Discoveries from GWAS have begun to move into the clinical space through implementation of polygenic risk scores (PRS). It is now well-established that lack of diversity in reference genomes and published GWAS limit portability and accuracy of PRS prediction in non-European ancestries. The issues begin with SNP array imputation where reference panels are predominantly of European origin, and thus, when linkage disequilibrium (LD) blocks differ across ancestries, variation in diverse populations can be completely obscured 6. Differences in minor allele frequency (MAF) and effect size of variants among individuals of different genetic ancestries also lead to reduced accuracy of prediction — and increase the likelihood of propagating healthcare disparities 6. When comparing the MAF of causal variants associated with 9 cardiometabolic traits in a large European-ancestry cohort (the UK Biobank) to their frequency in an indigenous Arab population, the MAF is on average 7.6% lower in Arabs (p-value = 4.2e − 06), explaining part of the reduced performance of PRS that are derived in European populations when they are applied to Arabs (Fig. 1f) [7].

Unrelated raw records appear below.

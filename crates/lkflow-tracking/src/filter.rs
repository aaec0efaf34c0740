//! Separable convolution, Gaussian and Sobel kernels.
//!
//! Borders are handled by reflect-101 (`dcb|abcd|cba`), so the output has the
//! same size as the input and no pixel is left unfiltered.

use crate::gray::GrayImage;
use rayon::prelude::*;

/// Sobel derivative taps, scaled by 1/8 so that together with
/// [`SOBEL_SMOOTH`] a unit intensity ramp yields a unit gradient.
pub const SOBEL_DERIV: [f32; 3] = [-0.125, 0.0, 0.125];
/// Sobel smoothing taps.
pub const SOBEL_SMOOTH: [f32; 3] = [1.0, 2.0, 1.0];
/// Unnormalized 3-tap box.
pub const BOX3: [f32; 3] = [1.0, 1.0, 1.0];

/// Mirror an out-of-range index back into `0..len` without repeating the
/// edge sample.
#[inline]
pub fn reflect_101(mut i: isize, len: usize) -> usize {
    if len == 1 {
        return 0;
    }
    let last = len as isize - 1;
    while i < 0 || i > last {
        if i < 0 {
            i = -i;
        }
        if i > last {
            i = 2 * last - i;
        }
    }
    i as usize
}

/// Create a 1D Gaussian kernel.
///
/// With `sigma <= 0` the sizes 1, 3, 5 and 7 use fixed binomial taps and
/// other sizes derive sigma as `0.3 * ((size - 1) * 0.5 - 1) + 0.8`.
pub fn gaussian_kernel_1d(size: usize, sigma: f32) -> Vec<f32> {
    if sigma <= 0.0 {
        match size {
            1 => return vec![1.0],
            3 => return vec![0.25, 0.5, 0.25],
            5 => return vec![0.0625, 0.25, 0.375, 0.25, 0.0625],
            7 => {
                return vec![
                    0.03125, 0.109375, 0.21875, 0.28125, 0.21875, 0.109375, 0.03125,
                ]
            }
            _ => {}
        }
    }
    let sigma = if sigma > 0.0 {
        sigma
    } else {
        0.3 * ((size as f32 - 1.0) * 0.5 - 1.0) + 0.8
    };

    let mean = (size as f32 - 1.0) / 2.0;
    let mut kernel: Vec<f32> = (0..size)
        .map(|i| {
            let x = i as f32 - mean;
            (-(x * x) / (2.0 * sigma * sigma)).exp()
        })
        .collect();
    let norm: f32 = kernel.iter().sum();
    kernel.iter_mut().for_each(|k| *k /= norm);
    kernel
}

/// Convolve with `kernel_x` along rows, then `kernel_y` along columns.
///
/// Kernels are applied as correlation, centered on their middle tap.
pub fn convolve_separable(src: &GrayImage, kernel_x: &[f32], kernel_y: &[f32]) -> GrayImage {
    if src.data.is_empty() {
        return src.clone();
    }
    let w = src.width as usize;
    let h = src.height as usize;

    let rx = (kernel_x.len() / 2) as isize;
    let mut tmp = GrayImage::new(src.width, src.height);
    tmp.data
        .par_chunks_mut(w)
        .zip(src.data.par_chunks(w))
        .for_each(|(out_row, src_row)| {
            for (x, out) in out_row.iter_mut().enumerate() {
                *out = kernel_x
                    .iter()
                    .enumerate()
                    .map(|(i, k)| k * src_row[reflect_101(x as isize + i as isize - rx, w)])
                    .sum();
            }
        });

    let ry = (kernel_y.len() / 2) as isize;
    let mut dst = GrayImage::new(src.width, src.height);
    dst.data
        .par_chunks_mut(w)
        .enumerate()
        .for_each(|(y, out_row)| {
            for (x, out) in out_row.iter_mut().enumerate() {
                *out = kernel_y
                    .iter()
                    .enumerate()
                    .map(|(i, k)| {
                        let sy = reflect_101(y as isize + i as isize - ry, h);
                        k * tmp.data[sy * w + x]
                    })
                    .sum();
            }
        });
    dst
}

/// Gaussian smoothing with a square `size`x`size` kernel.
pub fn gaussian_blur(src: &GrayImage, size: usize, sigma: f32) -> GrayImage {
    let kernel = gaussian_kernel_1d(size, sigma);
    convolve_separable(src, &kernel, &kernel)
}

/// First-order Sobel derivative along x.
pub fn sobel_x(src: &GrayImage) -> GrayImage {
    convolve_separable(src, &SOBEL_DERIV, &SOBEL_SMOOTH)
}

/// First-order Sobel derivative along y.
pub fn sobel_y(src: &GrayImage) -> GrayImage {
    convolve_separable(src, &SOBEL_SMOOTH, &SOBEL_DERIV)
}
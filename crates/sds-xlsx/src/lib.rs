//! XLSX workbook reader and writer for the SDS register.
//!
//! The register travels as a single-sheet Office Open XML workbook: a
//! header row `name, producer, sdsDate, link, notes, ghs` followed by one
//! row per substance. The writer emits a minimal workbook with
//! inline-string cells; the reader accepts anything Excel-shaped — shared
//! strings, extra columns, reordered columns — as long as the first sheet
//! carries a `name` column.
//!
//! Decoding is all-or-nothing: either every row of the first sheet becomes
//! a record, or the whole decode fails with an [`XlsxError`] and no partial
//! sequence escapes.
//!
//! # Example
//!
//! ```
//! use sds_model::SubstanceDraft;
//! use sds_xlsx::{decode_workbook, encode_workbook};
//!
//! let records = vec![SubstanceDraft::new().name("Acetone").build()];
//! let bytes = encode_workbook(&records).unwrap();
//! assert_eq!(decode_workbook(&bytes).unwrap(), records);
//! ```

mod cellref;
mod error;
mod reader;
mod writer;

pub use error::{Result, XlsxError};
pub use reader::{decode_workbook, read_register};
pub use writer::{encode_workbook, write_register};

/// Column order of the exported sheet. Decoding matches columns by header
/// text, so this order is a convention, not a requirement.
pub const COLUMNS: [&str; 6] = ["name", "producer", "sdsDate", "link", "notes", "ghs"];

/// Name of the single sheet in an exported workbook.
pub const SHEET_NAME: &str = "SDS";

/// File name the register is exported under.
pub const EXPORT_FILE_NAME: &str = "sds_verification.xlsx";
//! Command implementations.
//!
//! The register lives in an XLSX workbook on disk. Every command loads it
//! into a [`Session`], works through the session operations, and writes the
//! workbook back; a failed import never touches the file.

use std::fs;
use std::path::Path;

use anyhow::{Context, Result, bail};
use chrono::Local;
use tracing::info;

use sds_core::{Session, SubstanceRegistry};
use sds_model::SubstanceDraft;
use sds_xlsx::{EXPORT_FILE_NAME, read_register, write_register};

use crate::cli::{AddArgs, ExportArgs, ImportArgs, InitArgs, ListArgs};
use crate::render::register_table;

pub fn run_init(args: &InitArgs) -> Result<()> {
    if args.register.exists() && !args.force {
        bail!(
            "register {} already exists (use --force to overwrite)",
            args.register.display()
        );
    }
    let registry = if args.seed {
        SubstanceRegistry::seed()
    } else {
        SubstanceRegistry::new()
    };
    write_register(&args.register, registry.records())
        .with_context(|| format!("write register {}", args.register.display()))?;
    info!(records = registry.len(), "register created");
    println!(
        "Created {} with {} record(s)",
        args.register.display(),
        registry.len()
    );
    Ok(())
}

pub fn run_add(args: &AddArgs) -> Result<()> {
    let mut session = load_session(&args.register)?;
    let record = SubstanceDraft::new()
        .name(&args.name)
        .producer(&args.producer)
        .sds_date(&args.date)
        .link(&args.link)
        .notes(&args.notes)
        .ghs_codes(&args.ghs)
        .build();
    session.add_substance(record);
    store_session(&args.register, &session)?;
    println!(
        "Added substance to {} ({} record(s) total)",
        args.register.display(),
        session.registry().len()
    );
    Ok(())
}

pub fn run_list(args: &ListArgs) -> Result<()> {
    let session = load_session(&args.register)?;
    let records = match &args.filter {
        Some(term) => session.search_substances(term),
        None => session.registry().list(),
    };
    let today = Local::now().date_naive();
    println!("{}", register_table(&records, today));
    println!(
        "{} of {} record(s)",
        records.len(),
        session.registry().len()
    );
    Ok(())
}

pub fn run_export(args: &ExportArgs) -> Result<()> {
    let session = load_session(&args.register)?;
    let bytes = session
        .export_registry()
        .context("encode register workbook")?;
    let output = args
        .output
        .clone()
        .unwrap_or_else(|| EXPORT_FILE_NAME.into());
    fs::write(&output, bytes).with_context(|| format!("write {}", output.display()))?;
    info!(records = session.registry().len(), output = %output.display(), "register exported");
    println!(
        "Exported {} record(s) to {}",
        session.registry().len(),
        output.display()
    );
    Ok(())
}

pub fn run_import(args: &ImportArgs) -> Result<()> {
    let mut session = load_session(&args.register)?;
    let bytes =
        fs::read(&args.file).with_context(|| format!("read {}", args.file.display()))?;
    let count = session
        .import_registry(&bytes)
        .with_context(|| format!("import {}", args.file.display()))?;
    store_session(&args.register, &session)?;
    println!(
        "Imported {} record(s) into {}",
        count,
        args.register.display()
    );
    Ok(())
}

fn load_session(register: &Path) -> Result<Session> {
    let records = read_register(register)
        .with_context(|| format!("read register {}", register.display()))?;
    Ok(Session::with_registry(SubstanceRegistry::from_records(
        records,
    )))
}

fn store_session(register: &Path, session: &Session) -> Result<()> {
    write_register(register, session.registry().records())
        .with_context(|| format!("write register {}", register.display()))
}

The use of computational methods to improve cross-ethnic PRS performance in genetically diverse populations is encouraging, but not enough to allay real concerns regarding ongoing health disparities. While large biobanks, population cohort studies, and international consortia have allowed for serially larger GWAS, the genetic diversity of these GWAS has not kept pace, despite advocacy from groups like the American Society of Human Genetics to prioritize portability of scores. Polygenic scores are increasingly being returned to patients, and clinico-genomic models to predict and intervene on risk early in the life course through a precision medicine approach are likely to become the norm. Without the appropriate development or validation of such clinico-genomic models in Arabs, widespread implementation risks propagation of already existing disparities in care.

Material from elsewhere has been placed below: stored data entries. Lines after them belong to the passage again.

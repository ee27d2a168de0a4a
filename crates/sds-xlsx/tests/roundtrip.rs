//! Round-trip and decode-failure tests for the workbook codec.

use sds_model::{Substance, SubstanceDraft};
use sds_xlsx::{COLUMNS, XlsxError, decode_workbook, encode_workbook};

fn sample_register() -> Vec<Substance> {
    vec![
        SubstanceDraft::new()
            .name("MOBIL DTE OIL HEAVY")
            .producer("ExxonMobil")
            .sds_date("2022-12-18")
            .link("https://www.msds.exxonmobil.com")
            .notes("Zgodna z (UE) 2020/878")
            .ghs_codes("GHS07,GHS08")
            .build(),
        SubstanceDraft::new()
            .name("Hydraulic Oil Premium 32")
            .producer("Statoil")
            .sds_date("2009-09-24")
            .notes("Nieaktualna, wymaga aktualizacji")
            .build(),
        SubstanceDraft::new()
            .name("MYE 643")
            .producer("Brak danych")
            .notes("Brak karty – należy pozyskać")
            .build(),
    ]
}

#[test]
fn full_register_roundtrip() {
    let records = sample_register();
    let bytes = encode_workbook(&records).expect("encode");
    let decoded = decode_workbook(&bytes).expect("decode");
    assert_eq!(decoded, records);
}

#[test]
fn empty_register_roundtrips_to_empty() {
    let bytes = encode_workbook(&[]).expect("encode");
    let decoded = decode_workbook(&bytes).expect("decode");
    assert!(decoded.is_empty());
}

#[test]
fn xml_special_characters_survive() {
    let records = vec![
        SubstanceDraft::new()
            .name("Salt <NaCl> & friends")
            .producer("\"Quote\" GmbH")
            .notes("line one\nline two")
            .link("https://example.com/?a=1&b=2")
            .build(),
    ];
    let bytes = encode_workbook(&records).expect("encode");
    assert_eq!(decode_workbook(&bytes).expect("decode"), records);
}

#[test]
fn surrounding_whitespace_survives() {
    let records = vec![
        SubstanceDraft::new()
            .name("  padded name  ")
            .notes("trailing tab\t")
            .build(),
    ];
    let bytes = encode_workbook(&records).expect("encode");
    assert_eq!(decode_workbook(&bytes).expect("decode"), records);
}

#[test]
fn ghs_cell_is_comma_joined_scalar() {
    let records = vec![
        SubstanceDraft::new()
            .name("Acetone")
            .ghs_codes("GHS02, GHS07 ,GHS99,")
            .build(),
    ];
    let bytes = encode_workbook(&records).expect("encode");
    let decoded = decode_workbook(&bytes).expect("decode");
    assert_eq!(decoded[0].ghs, vec!["GHS02", "GHS07", "GHS99"]);
}

#[test]
fn absent_date_stays_absent() {
    let records = vec![SubstanceDraft::new().name("MYE 643").build()];
    let bytes = encode_workbook(&records).expect("encode");
    let decoded = decode_workbook(&bytes).expect("decode");
    assert_eq!(decoded[0].sds_date, None);
}

#[test]
fn register_file_roundtrip() {
    let dir = tempfile::tempdir().expect("tempdir");
    let path = dir.path().join(sds_xlsx::EXPORT_FILE_NAME);
    let records = sample_register();
    sds_xlsx::write_register(&path, &records).expect("write register");
    assert_eq!(sds_xlsx::read_register(&path).expect("read register"), records);
}

#[test]
fn garbage_bytes_fail_as_invalid_archive() {
    let err = decode_workbook(b"this is not a zip container").unwrap_err();
    assert!(matches!(err, XlsxError::InvalidArchive { .. }), "{err}");
}

#[test]
fn truncated_archive_fails() {
    let bytes = encode_workbook(&sample_register()).expect("encode");
    let err = decode_workbook(&bytes[..bytes.len() / 2]).unwrap_err();
    assert!(
        matches!(
            err,
            XlsxError::InvalidArchive { .. } | XlsxError::Io(_) | XlsxError::MissingSheet
        ),
        "{err}"
    );
}

#[test]
fn header_without_name_column_fails() {
    let sheet = sheet_with_rows(&[vec![
        ("A1", "producer"),
        ("B1", "notes"),
    ]]);
    let err = decode_workbook(&sheet).unwrap_err();
    match err {
        XlsxError::MissingNameColumn { headers } => {
            assert!(headers.contains("producer"), "{headers}");
        }
        other => panic!("expected MissingNameColumn, got {other}"),
    }
}

#[test]
fn sheet_with_no_content_fails_as_empty() {
    let sheet = sheet_with_rows(&[]);
    let err = decode_workbook(&sheet).unwrap_err();
    assert!(matches!(err, XlsxError::EmptySheet), "{err}");
}

#[test]
fn archive_without_worksheet_fails_as_missing_sheet() {
    let bytes = archive_with_parts(&[("xl/workbook.xml", WORKBOOK_XML)]);
    let err = decode_workbook(&bytes).unwrap_err();
    assert!(matches!(err, XlsxError::MissingSheet), "{err}");
}

#[test]
fn unknown_columns_are_ignored_and_order_is_free() {
    // Column order differs from the export convention and an extra
    // column is present; matching is by header text.
    let sheet = sheet_with_rows(&[
        vec![("A1", "ghs"), ("B1", "name"), ("C1", "internal id")],
        vec![("A2", "GHS05"), ("B2", "Toluene"), ("C2", "X-100")],
    ]);
    let decoded = decode_workbook(&sheet).expect("decode");
    assert_eq!(decoded.len(), 1);
    assert_eq!(decoded[0].name, "Toluene");
    assert_eq!(decoded[0].ghs, vec!["GHS05"]);
    assert_eq!(decoded[0].producer, "");
}

#[test]
fn blank_rows_are_skipped() {
    let sheet = sheet_with_rows(&[
        vec![("A1", "name")],
        vec![],
        vec![("A3", "Ethanol")],
        vec![],
    ]);
    let decoded = decode_workbook(&sheet).expect("decode");
    let names: Vec<&str> = decoded.iter().map(|r| r.name.as_str()).collect();
    assert_eq!(names, vec!["Ethanol"]);
}

#[test]
fn shared_string_cells_decode() {
    let shared = r#"<?xml version="1.0" encoding="UTF-8" standalone="yes"?>
<sst xmlns="http://schemas.openxmlformats.org/spreadsheetml/2006/main" count="3" uniqueCount="3">
<si><t>name</t></si>
<si><t>Methanol</t></si>
<si><r><t>Metanol </t></r><r><t>czysty</t></r></si>
</sst>"#;
    let sheet = r#"<?xml version="1.0" encoding="UTF-8" standalone="yes"?>
<worksheet xmlns="http://schemas.openxmlformats.org/spreadsheetml/2006/main">
<sheetData>
<row r="1"><c r="A1" t="s"><v>0</v></c></row>
<row r="2"><c r="A2" t="s"><v>1</v></c></row>
<row r="3"><c r="A3" t="s"><v>2</v></c></row>
</sheetData>
</worksheet>"#;
    let bytes = archive_with_parts(&[
        ("xl/workbook.xml", WORKBOOK_XML),
        ("xl/_rels/workbook.xml.rels", WORKBOOK_RELS_XML),
        ("xl/sharedStrings.xml", shared),
        ("xl/worksheets/sheet1.xml", sheet),
    ]);
    let decoded = decode_workbook(&bytes).expect("decode");
    let names: Vec<&str> = decoded.iter().map(|r| r.name.as_str()).collect();
    assert_eq!(names, vec!["Methanol", "Metanol czysty"]);
}

#[test]
fn shared_string_index_out_of_range_fails() {
    let shared = r#"<sst xmlns="http://schemas.openxmlformats.org/spreadsheetml/2006/main"><si><t>name</t></si></sst>"#;
    let sheet = r#"<worksheet xmlns="http://schemas.openxmlformats.org/spreadsheetml/2006/main">
<sheetData><row r="1"><c r="A1" t="s"><v>7</v></c></row></sheetData>
</worksheet>"#;
    let bytes = archive_with_parts(&[
        ("xl/sharedStrings.xml", shared),
        ("xl/worksheets/sheet1.xml", sheet),
    ]);
    let err = decode_workbook(&bytes).unwrap_err();
    assert!(matches!(err, XlsxError::InvalidXml { .. }), "{err}");
}

#[test]
fn numeric_date_cell_is_kept_as_digits() {
    // An Excel serial date is not reinterpreted; it comes through as its
    // raw digits and later evaluates as an unparseable (missing) date.
    let sheet = sheet_xml(
        r#"<row r="1"><c r="A1" t="inlineStr"><is><t>name</t></is></c><c r="B1" t="inlineStr"><is><t>sdsDate</t></is></c></row>
<row r="2"><c r="A2" t="inlineStr"><is><t>Old stock</t></is></c><c r="B2"><v>44910</v></c></row>"#,
    );
    let decoded = decode_workbook(&sheet).expect("decode");
    assert_eq!(decoded[0].sds_date.as_deref(), Some("44910"));
}

#[test]
fn malformed_sheet_xml_fails() {
    let sheet = sheet_xml("<row r=\"1\"><c r=\"A1\"");
    let err = decode_workbook(&sheet).unwrap_err();
    assert!(matches!(err, XlsxError::InvalidXml { .. }), "{err}");
}

#[test]
fn header_row_and_columns_match_export_convention() {
    assert_eq!(COLUMNS, ["name", "producer", "sdsDate", "link", "notes", "ghs"]);
}

mod properties {
    use super::*;
    use proptest::prelude::*;

    fn field() -> impl Strategy<Value = String> {
        proptest::string::string_regex("[ -~]{0,24}").unwrap()
    }

    fn substance() -> impl Strategy<Value = Substance> {
        (
            // A non-empty name keeps the row from being skipped as blank.
            proptest::string::string_regex("[ -~]{1,24}").unwrap(),
            field(),
            proptest::option::of(
                proptest::string::string_regex("[0-9]{4}-[0-9]{2}-[0-9]{2}").unwrap(),
            ),
            field(),
            field(),
            proptest::collection::vec(
                proptest::string::string_regex("[A-Z0-9]{1,6}").unwrap(),
                0..4,
            ),
        )
            .prop_map(|(name, producer, sds_date, link, notes, ghs)| Substance {
                name,
                producer,
                sds_date,
                link,
                notes,
                ghs,
            })
    }

    proptest! {
        #[test]
        fn any_register_roundtrips(records in proptest::collection::vec(substance(), 0..8)) {
            let bytes = encode_workbook(&records).unwrap();
            let decoded = decode_workbook(&bytes).unwrap();
            prop_assert_eq!(decoded, records);
        }
    }
}

// --- helpers -------------------------------------------------------------

const WORKBOOK_XML: &str = r#"<?xml version="1.0" encoding="UTF-8" standalone="yes"?>
<workbook xmlns="http://schemas.openxmlformats.org/spreadsheetml/2006/main" xmlns:r="http://schemas.openxmlformats.org/officeDocument/2006/relationships">
<sheets><sheet name="SDS" sheetId="1" r:id="rId1"/></sheets>
</workbook>"#;

const WORKBOOK_RELS_XML: &str = r#"<?xml version="1.0" encoding="UTF-8" standalone="yes"?>
<Relationships xmlns="http://schemas.openxmlformats.org/package/2006/relationships">
<Relationship Id="rId1" Type="http://schemas.openxmlformats.org/officeDocument/2006/relationships/worksheet" Target="worksheets/sheet1.xml"/>
</Relationships>"#;

/// A ZIP container holding exactly the given parts.
fn archive_with_parts(parts: &[(&str, &str)]) -> Vec<u8> {
    use std::io::Write;
    let mut zip = zip::ZipWriter::new(std::io::Cursor::new(Vec::new()));
    for (name, content) in parts {
        zip.start_file(*name, zip::write::SimpleFileOptions::default())
            .expect("start part");
        zip.write_all(content.as_bytes()).expect("write part");
    }
    zip.finish().expect("finish archive").into_inner()
}

/// A workbook whose sheet grid is the given inline-string rows, addressed
/// by cell reference.
fn sheet_with_rows(rows: &[Vec<(&str, &str)>]) -> Vec<u8> {
    let mut grid = String::new();
    for (index, cells) in rows.iter().enumerate() {
        grid.push_str(&format!("<row r=\"{}\">", index + 1));
        for (reference, text) in cells {
            grid.push_str(&format!(
                "<c r=\"{reference}\" t=\"inlineStr\"><is><t>{text}</t></is></c>"
            ));
        }
        grid.push_str("</row>");
    }
    sheet_xml(&grid)
}

/// A full workbook archive around the given `<sheetData>` body.
fn sheet_xml(grid: &str) -> Vec<u8> {
    let sheet = format!(
        r#"<?xml version="1.0" encoding="UTF-8" standalone="yes"?>
<worksheet xmlns="http://schemas.openxmlformats.org/spreadsheetml/2006/main">
<sheetData>{grid}</sheetData>
</worksheet>"#
    );
    archive_with_parts(&[
        ("xl/workbook.xml", WORKBOOK_XML),
        ("xl/_rels/workbook.xml.rels", WORKBOOK_RELS_XML),
        ("xl/worksheets/sheet1.xml", &sheet),
    ])
}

Beyond the serious impact on public health genomics, the massive underrepresentation of Arabs in genomic studies is a missed opportunity to discover new disease biology. A prior comment in the journal eloquently described the opportunity to identify homozygous loss of function variants and novel candidate genes for recessive disease through more sequencing of highly consanguineous Arab populations [9]. We highlight that also for common disease, homozygous loss of function variants (human knockouts) might inform interpretation of GWAS. Increasingly, the diversity of GWAS participants, more than the sample size, is advancing the discovery of new loci. For example, in a recent multi-ancestry GWAS of type 2 diabetes, 46% of new loci would not have been identified in a European-ancestry GWAS only [10]. Today, more than 30 million whole genomes have been sequenced which has advanced our understanding of genetic underpinnings of disease, but it is now well understood that in addition to the number of genomes, future opportunities for discovery lie in sequencing a diversity of genomes. First, genomes of different ancestries, when combined, allow leveraging of different LD block structures for better identification of causal variants within a specific genetic region. Second, different causal variants for similar diseases may be identified by studying diverse populations.

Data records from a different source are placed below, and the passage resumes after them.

use sds_model::Substance;

/// Records whose name contains `term`, compared case-insensitively.
///
/// Pure function over its two inputs: relative order is preserved and an
/// empty term matches everything. Recomputed fresh on every call — register
/// sizes stay small enough that an index would be overhead.
pub fn filter_by_name(records: &[Substance], term: &str) -> Vec<Substance> {
    let needle = term.to_lowercase();
    records
        .iter()
        .filter(|record| record.name.to_lowercase().contains(&needle))
        .cloned()
        .collect()
}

The unique ancestral, geographic, and cultural histories of the Arab people offer many opportunities for discovery and improved risk prediction and health for the 450 million Arabs in the world. Future directions and actions to reduce disparities and increase yield of novel variants would include (1) encouraging census bodies to disaggregate Arabs from White individuals within the diaspora, (2) active recruitment of Arabs in genomic databases, and (3) supporting infrastructure and training programs in Arab countries to develop their own biobanks genomic resources to add to the global collective pool of data.